Camp [Whitemarsh, Pa.] December 3d 1777

The Subject under Consideration before the board is whether a plan to draw together a large Body of militia in aid of the continental Troops in the dead of winter to attack General Howe in his winter quarters is eligible or not.1 However desireable the destruction of General Howe’s army may be & however impatient the public may be for this desireable event; I cannot recommend the measure. I have taken the most serious View of the subject in every point in which I am able to examine it, & cannot help thinking the probability of a disappointment is infinitely greater than of Success. We must not be governed in our measures by our Wishes—the love of glory natural to men often prompts them to exceed the bounds of human nature in their enterprizes. I am sensible in many instances that things pronounced impracticable have been crowned with success in the Attempt.
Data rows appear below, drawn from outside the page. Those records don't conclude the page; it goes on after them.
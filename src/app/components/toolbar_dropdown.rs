use dioxus::prelude::*;

use crate::shared::hooks::{use_notifications, use_toolbar};
use crate::toolbar::{MenuItem, MenuSlot};

/// A named toolbar dropdown with its toggle button
#[component]
pub fn ToolbarDropdown(menu: &'static str, label: &'static str) -> Element {
    let mut open = use_signal(|| false);

    rsx! {
        button {
            class: "dropdown-toggle c-dropdown__toggle",
            aria_haspopup: "true",
            onclick: move |_| open.toggle(),
            "{label}"
        }

        if open() {
            div { class: "dropdown-menu c-dropdown__menu",
                DropdownItems { menu, on_done: move |_| open.set(false) }
            }
        }
    }
}

/// Entries of a dropdown: custom entries, divider, then standard entries
#[component]
pub fn DropdownItems(menu: &'static str, on_done: EventHandler<()>) -> Element {
    let toolbar = use_toolbar();

    // None marks the divider
    let slots: Vec<Option<MenuItem>> = toolbar
        .menus
        .read()
        .get_menu(menu)
        .map(|dropdown| {
            dropdown
                .slots()
                .into_iter()
                .map(|slot| match slot {
                    MenuSlot::Custom(item) | MenuSlot::Standard(item) => Some(item.clone()),
                    MenuSlot::Divider => None,
                })
                .collect()
        })
        .unwrap_or_default();

    rsx! {
        for (i, slot) in slots.into_iter().enumerate() {
            match slot {
                Some(item) => rsx! {
                    DropdownItem { key: "{i}", item, on_done }
                },
                None => rsx! {
                    div { key: "{i}", class: "dropdown-divider" }
                },
            }
        }
    }
}

#[component]
fn DropdownItem(item: MenuItem, on_done: EventHandler<()>) -> Element {
    let toolbar = use_toolbar();
    let notifications = use_notifications();
    let nav = navigator();

    let class = format!("dropdown-item navbar-{}", item.action.as_str().replace('_', "-"));
    let action = item.action.clone();

    rsx! {
        button {
            class: "{class}",
            onclick: move |_| {
                toolbar.dispatch(action.clone(), notifications, nav);
                on_done.call(());
            },
            if let Some(icon) = &item.icon {
                span { class: "dropdown-item__icon", "{icon}" }
            }
            "{item.label}"
        }
    }
}
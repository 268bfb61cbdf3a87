//! Server functions for Dioxus Fullstack
//! These functions run on the server and are callable from the client

use std::collections::HashMap;

use dioxus::prelude::*;

use crate::domain::models::{BootInfo, SessionDefaultField, SidebarItems};

/// Workspace pages visible to the session user
#[server]
pub async fn get_workspace_sidebar_items() -> Result<SidebarItems, ServerFnError> {
    use crate::infrastructure::{desk, SESSION};

    let desk = desk();
    let cache_key = format!("sidebar:{}", desk.boot.user);

    if let Some(cached) = SESSION.cached(&cache_key) {
        match serde_json::from_str::<SidebarItems>(&cached) {
            Ok(items) => return Ok(items),
            Err(e) => tracing::warn!("Dropping unreadable sidebar cache entry: {}", e),
        }
    }

    let items = desk.sidebar.clone();
    let encoded = serde_json::to_string(&items).map_err(|e| ServerFnError::new(e.to_string()))?;
    SESSION.set_cached(&cache_key, encoded);

    tracing::info!("get_workspace_sidebar_items: {} pages", items.pages.len());
    Ok(items)
}

/// Session user, roles, desk settings and help link table
#[server]
pub async fn get_boot_info() -> Result<BootInfo, ServerFnError> {
    use crate::infrastructure::desk;

    Ok(desk().boot.clone())
}

/// Clear the server side session cache; returns a status message
#[server]
pub async fn clear_session_cache() -> Result<String, ServerFnError> {
    use crate::infrastructure::SESSION;

    Ok(SESSION.clear_cache())
}

#[server]
pub async fn get_session_default_values() -> Result<Vec<SessionDefaultField>, ServerFnError> {
    use crate::infrastructure::SESSION;

    Ok(SESSION.default_fields())
}

/// Store session defaults. Replies "success", or the validation error text.
#[server]
pub async fn set_session_default_values(
    default_values: HashMap<String, String>,
) -> Result<String, ServerFnError> {
    use crate::infrastructure::SESSION;
    use crate::shared::constants::SESSION_DEFAULTS_SUCCESS;

    match SESSION.set_defaults(&default_values) {
        Ok(()) => Ok(SESSION_DEFAULTS_SUCCESS.to_string()),
        Err(e) => {
            tracing::warn!("set_session_default_values rejected: {}", e);
            Ok(e.to_string())
        }
    }
}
I know it is justifiable in war to leave something to chance, yet prudence forbids that being made a principle which necessity alone can justify; I am by no means inclined from an excess of caution in a council of war to rob my Country of the happy consequences that may result from a due exertion of the spirit and bravery of the Soldiery—but at the same time let us not flatter ourselves from the heat of our Zeal that men can do more than they can. To judge properly upon the subject we must first consider what human nature is capable of when aided by all the powers of art, and what is to be expected when unsupported by those necessary Assistants. In the second place we have to consider how reluctantly people will leave the pleasures of domestic life and engage in a hard and dangerous enterprize at such a rugged season of the year, especially after being out [a] great part of the summer.

In the third and last place let us consider what a combination of circumstances are necessary to give success to the enterprize; weigh this in the Scales of probability and see how far we can promise ourselves a happy issue to the design.
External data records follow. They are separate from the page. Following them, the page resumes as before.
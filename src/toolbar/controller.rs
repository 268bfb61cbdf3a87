//! Toolbar state: loaded pages, current page and selection
//!
//! Replaces the toolbar's shared mutable namespace with one owned struct. The
//! UI holds it in a signal and calls [`ToolbarController::show`] on every
//! route change.

use crate::domain::models::{CurrentPage, PageDescriptor, Section, SidebarItems};
use crate::shared::errors::{Result, ToolbarError};
use crate::shared::logging::{log_page_resolved, log_pages_loaded, log_show_deferred};
use crate::shared::storage::{self, KeyValueStore};
use crate::shared::utils::slug;
use crate::toolbar::menu::{build_menu, MenuEntry, WorkspaceIndex};
use crate::toolbar::resolver::resolve_page;
use crate::toolbar::route::DeskRoute;

#[derive(Debug, Clone, PartialEq)]
pub enum ShowOutcome {
    /// Pages are still loading; the request runs once they arrive
    Deferred,
    Shown(CurrentPage),
}

#[derive(Debug, Clone, PartialEq, Default)]
pub struct ToolbarController {
    pages: Option<Vec<PageDescriptor>>,
    has_access: bool,
    index: WorkspaceIndex,
    current_page: Option<CurrentPage>,
    pending: Option<DeskRoute>,
}

impl ToolbarController {
    pub fn new() -> Self {
        Self::default()
    }

    pub fn is_loaded(&self) -> bool {
        self.pages.is_some()
    }

    /// Install the fetched page list. Runs a display request that arrived
    /// before the list and returns the page it resolved to.
    pub fn load(
        &mut self,
        items: SidebarItems,
        store: &mut dyn KeyValueStore,
    ) -> Result<Option<CurrentPage>> {
        let has_access = items.has_access;
        let pages: Vec<PageDescriptor> = items
            .pages
            .into_iter()
            .map(|mut page| {
                page.is_editable = !page.public || has_access;
                page.selected = false;
                page
            })
            .collect();

        log_pages_loaded(
            pages.len(),
            pages.iter().filter(|p| p.public).count(),
            has_access,
        );

        self.index = WorkspaceIndex::from_pages(&pages);
        self.has_access = has_access;
        self.pages = Some(pages);
        // selection flags were reset with the new list
        self.current_page = None;

        match self.pending.take() {
            Some(route) => match self.show(&route, store)? {
                ShowOutcome::Shown(page) => Ok(Some(page)),
                ShowOutcome::Deferred => Ok(None),
            },
            None => Ok(None),
        }
    }

    /// Reload the page list and redisplay `route`
    pub fn reload(
        &mut self,
        items: SidebarItems,
        route: &DeskRoute,
        store: &mut dyn KeyValueStore,
    ) -> Result<ShowOutcome> {
        self.pending = None;
        self.load(items, store)?;
        self.show(route, store)
    }

    /// Resolve the page for `route`, move the selection to it and persist it
    pub fn show(&mut self, route: &DeskRoute, store: &mut dyn KeyValueStore) -> Result<ShowOutcome> {
        if !self.is_loaded() {
            log_show_deferred(&route.as_route_str());
            self.pending = Some(route.clone());
            return Ok(ShowOutcome::Deferred);
        }

        let page = self.page_to_show(route, store);

        if let Some(previous) = self.current_page.clone() {
            self.update_selected(&previous, false, store)?;
        }
        self.update_selected(&page, true, store)?;

        log_page_resolved(&route.as_route_str(), &page);
        Ok(ShowOutcome::Shown(page))
    }

    /// Maps the page segment to the listed title with the same slug, so a
    /// route built before the index existed ("Hr") still names "HR"
    fn canonical_route(&self, route: &DeskRoute) -> DeskRoute {
        let (Some(page), Some(public)) = (route.page_segment(), route.section_segment()) else {
            return route.clone();
        };
        match self.index.title_for(&slug(page)) {
            Some(title) if title != page => DeskRoute::workspace(title, public),
            _ => route.clone(),
        }
    }

    pub fn page_to_show(&self, route: &DeskRoute, store: &dyn KeyValueStore) -> CurrentPage {
        let stored = storage::load_current_page(store);
        resolve_page(&self.canonical_route(route), stored.as_ref(), self.all_pages())
    }

    fn update_selected(
        &mut self,
        page: &CurrentPage,
        add: bool,
        store: &mut dyn KeyValueStore,
    ) -> Result<()> {
        let section = page.section();
        let Some(pages) = self.pages.as_mut() else {
            return Ok(());
        };
        if !pages
            .iter()
            .any(|p| p.section() == section && p.title == page.name)
        {
            return Ok(());
        }

        for p in pages.iter_mut().filter(|p| p.section() == section) {
            if p.title == page.name {
                p.selected = add;
            } else if add {
                p.selected = false;
            }
        }

        if add {
            self.current_page = Some(page.clone());
            storage::save_current_page(store, page)?;
        }
        Ok(())
    }

    /// Loaded pages, `Err(PagesNotLoaded)` while the fetch is in flight
    pub fn pages(&self) -> Result<&[PageDescriptor]> {
        self.pages.as_deref().ok_or(ToolbarError::PagesNotLoaded)
    }

    pub fn all_pages(&self) -> &[PageDescriptor] {
        self.pages.as_deref().unwrap_or_default()
    }

    pub fn pages_in(&self, section: Section) -> impl Iterator<Item = &PageDescriptor> {
        self.all_pages().iter().filter(move |p| p.section() == section)
    }

    pub fn public_pages(&self) -> impl Iterator<Item = &PageDescriptor> {
        self.pages_in(Section::Public)
    }

    pub fn private_pages(&self) -> impl Iterator<Item = &PageDescriptor> {
        self.pages_in(Section::Private)
    }

    pub fn selected_in(&self, section: Section) -> Vec<&PageDescriptor> {
        self.pages_in(section).filter(|p| p.selected).collect()
    }

    pub fn has_access(&self) -> bool {
        self.has_access
    }

    pub fn current_page(&self) -> Option<&CurrentPage> {
        self.current_page.as_ref()
    }

    pub fn index(&self) -> &WorkspaceIndex {
        &self.index
    }

    /// Page selector entries built from public pages
    pub fn menu(&self, route: &DeskRoute, store: &dyn KeyValueStore) -> Vec<MenuEntry> {
        build_menu(self.public_pages(), &self.page_to_show(route, store))
    }
}

#[cfg(test)]
mod tests {
    use super::*;
    use crate::shared::constants::{CURRENT_PAGE_KEY, CURRENT_PAGE_PUBLIC_KEY, DEFAULT_PAGE};
    use crate::shared::storage::MemoryStore;

    fn items() -> SidebarItems {
        SidebarItems {
            pages: vec![
                PageDescriptor::new("Build", "Build", true),
                PageDescriptor::new("Sales", "Sales", true),
                PageDescriptor::new("Notes", "Notes", false),
                PageDescriptor::new("Drafts", "Drafts", false),
            ],
            has_access: false,
        }
    }

    fn loaded(store: &mut MemoryStore) -> ToolbarController {
        let mut controller = ToolbarController::new();
        controller.load(items(), store).unwrap();
        controller
    }

    fn selected_titles(controller: &ToolbarController, section: Section) -> Vec<String> {
        controller
            .selected_in(section)
            .into_iter()
            .map(|p| p.title.clone())
            .collect()
    }

    #[test]
    fn test_first_page_selected_without_preference() {
        let mut store = MemoryStore::new();
        let items = SidebarItems {
            pages: vec![
                PageDescriptor::new("Build", "Build", true),
                PageDescriptor::new("Sales", "Sales", true),
            ],
            has_access: true,
        };
        let mut controller = ToolbarController::new();
        controller.load(items, &mut store).unwrap();

        let outcome = controller.show(&DeskRoute::parse("Workspaces"), &mut store).unwrap();

        assert_eq!(outcome, ShowOutcome::Shown(CurrentPage::new("Build", true)));
        assert_eq!(selected_titles(&controller, Section::Public), vec!["Build"]);
        assert_eq!(store.get(CURRENT_PAGE_KEY).as_deref(), Some("Build"));
        assert_eq!(store.get(CURRENT_PAGE_PUBLIC_KEY).as_deref(), Some("true"));
    }

    #[test]
    fn test_pages_unavailable_until_loaded() {
        let mut store = MemoryStore::new();
        let mut controller = ToolbarController::new();
        assert!(matches!(controller.pages(), Err(ToolbarError::PagesNotLoaded)));

        controller.load(items(), &mut store).unwrap();
        assert_eq!(controller.pages().unwrap().len(), 4);
    }

    #[test]
    fn test_editable_flag_follows_access() {
        let mut store = MemoryStore::new();
        let controller = loaded(&mut store);
        let build = controller.public_pages().next().unwrap();
        let notes = controller.private_pages().next().unwrap();
        assert!(!build.is_editable);
        assert!(notes.is_editable);
        assert!(!controller.has_access());
    }

    #[test]
    fn test_show_before_load_is_deferred_then_fulfilled_once() {
        let mut store = MemoryStore::new();
        let mut controller = ToolbarController::new();

        let outcome = controller
            .show(&DeskRoute::workspace("Sales", true), &mut store)
            .unwrap();
        assert_eq!(outcome, ShowOutcome::Deferred);
        assert_eq!(store.get(CURRENT_PAGE_KEY), None);

        let shown = controller.load(items(), &mut store).unwrap();
        assert_eq!(shown, Some(CurrentPage::new("Sales", true)));
        assert_eq!(selected_titles(&controller, Section::Public), vec!["Sales"]);

        assert_eq!(controller.load(items(), &mut store).unwrap(), None);
    }

    #[test]
    fn test_deferred_route_is_mapped_through_loaded_titles() {
        let mut store = MemoryStore::new();
        let mut controller = ToolbarController::new();

        // built from the slug "hr" while the index was still empty
        let outcome = controller
            .show(&DeskRoute::workspace("Hr", true), &mut store)
            .unwrap();
        assert_eq!(outcome, ShowOutcome::Deferred);

        let items = SidebarItems {
            pages: vec![
                PageDescriptor::new("Build", "Build", true),
                PageDescriptor::new("HR", "HR", true),
            ],
            has_access: true,
        };
        let shown = controller.load(items, &mut store).unwrap();

        assert_eq!(shown, Some(CurrentPage::new("HR", true)));
        assert_eq!(selected_titles(&controller, Section::Public), vec!["HR"]);
        assert_eq!(store.get(CURRENT_PAGE_KEY).as_deref(), Some("HR"));
    }

    #[test]
    fn test_selection_moves_between_pages() {
        let mut store = MemoryStore::new();
        let mut controller = loaded(&mut store);

        controller.show(&DeskRoute::workspace("Sales", true), &mut store).unwrap();
        controller.show(&DeskRoute::workspace("Build", true), &mut store).unwrap();
        assert_eq!(selected_titles(&controller, Section::Public), vec!["Build"]);

        controller.show(&DeskRoute::workspace("Notes", false), &mut store).unwrap();
        assert!(selected_titles(&controller, Section::Public).is_empty());
        assert_eq!(selected_titles(&controller, Section::Private), vec!["Notes"]);
        assert_eq!(controller.current_page(), Some(&CurrentPage::new("Notes", false)));
    }

    #[test]
    fn test_at_most_one_selected_per_section_after_any_resolution() {
        let mut store = MemoryStore::new();
        let mut controller = loaded(&mut store);
        let routes = [
            DeskRoute::workspace("Drafts", false),
            DeskRoute::workspace("Sales", true),
            DeskRoute::parse("Workspaces"),
            DeskRoute::workspace("Missing", true),
            DeskRoute::workspace("Notes", false),
            DeskRoute::parse("Form/User/jane"),
        ];

        for route in &routes {
            controller.show(route, &mut store).unwrap();
            assert!(controller.selected_in(Section::Public).len() <= 1);
            assert!(controller.selected_in(Section::Private).len() <= 1);
        }
    }

    #[test]
    fn test_stored_preference_restored_on_bare_route() {
        let mut store = MemoryStore::new();
        storage::save_current_page(&mut store, &CurrentPage::new("Drafts", false)).unwrap();
        let mut controller = loaded(&mut store);

        let outcome = controller.show(&DeskRoute::parse("Workspaces"), &mut store).unwrap();
        assert_eq!(outcome, ShowOutcome::Shown(CurrentPage::new("Drafts", false)));
    }

    #[test]
    fn test_unknown_page_is_shown_but_not_persisted() {
        let mut store = MemoryStore::new();
        let mut controller = loaded(&mut store);

        let outcome = controller
            .show(&DeskRoute::workspace("Missing", true), &mut store)
            .unwrap();
        assert_eq!(outcome, ShowOutcome::Shown(CurrentPage::new("Missing", true)));
        assert_eq!(store.get(CURRENT_PAGE_KEY), None);
        assert_eq!(controller.current_page(), None);
    }

    #[test]
    fn test_empty_list_shows_fixed_default() {
        let mut store = MemoryStore::new();
        let mut controller = ToolbarController::new();
        controller.load(SidebarItems::default(), &mut store).unwrap();

        let outcome = controller.show(&DeskRoute::default(), &mut store).unwrap();
        assert_eq!(outcome, ShowOutcome::Shown(CurrentPage::new(DEFAULT_PAGE, true)));
        assert!(controller.menu(&DeskRoute::default(), &store).is_empty());
    }

    #[test]
    fn test_menu_contains_only_public_pages() {
        let mut store = MemoryStore::new();
        let mut controller = loaded(&mut store);
        let route = DeskRoute::workspace("Sales", true);
        controller.show(&route, &mut store).unwrap();

        let menu = controller.menu(&route, &store);
        let titles: Vec<&str> = menu.iter().map(|e| e.title.as_str()).collect();
        assert_eq!(titles, vec!["Build", "Sales"]);
        assert!(menu[1].active);
        assert!(!menu[0].active);
    }

    #[test]
    fn test_reload_keeps_showing_route() {
        let mut store = MemoryStore::new();
        let mut controller = loaded(&mut store);
        let route = DeskRoute::workspace("Notes", false);
        controller.show(&route, &mut store).unwrap();

        let outcome = controller.reload(items(), &route, &mut store).unwrap();
        assert_eq!(outcome, ShowOutcome::Shown(CurrentPage::new("Notes", false)));
        assert_eq!(selected_titles(&controller, Section::Private), vec!["Notes"]);
        assert_eq!(controller.index().title_for("notes"), Some("Notes"));
    }
}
In the first place supposeing our soldiery the best of veterans, capable of the boldest attacks, are they cloathed, are they appointed, with every thing necessary for such a severe and difficult attempt? Let any body examine the Condition of the troops, one half without breeches, Shoes, or stockings and some thousands without Blankets and judge how far men in this situation are capable of enduring the severity of a winter’s Campaign. The continental troops must be out in the field during all the time the militia are drawing together, and in the natural order of things there must be a great diminution of their Force; the troops must be subject to this evil or else go into winter quarters untill the militia are collected, in which case the officers will be dispersed, which will render it very difficult if not impracticable to draw the troops out of quarters in a condition to undertake the attack. I would not wish to spare either blood or treasure necessary to work the destruction of General Howe’s Army; the object is so important that it demands every sacrifice that human nature or national policy can justify, but to make a great sacrifice of men and money without accomplishing the design will be disgraceful to the Army and discouraging to the Country.

The militia perhaps may come together something better cloathed than the continental troops, but the different manner of their living in camp to what they have been accustomed to, together with the extraordinary hardships they must be necessarily subject to in the undertaking cannot fail of producing a great mortality, or at least some thousands may be expected to fall sick and be rendered incapable of duty. This will not only produce a great diminution of Strength but a numerous Sick must be very distressing to those that are well.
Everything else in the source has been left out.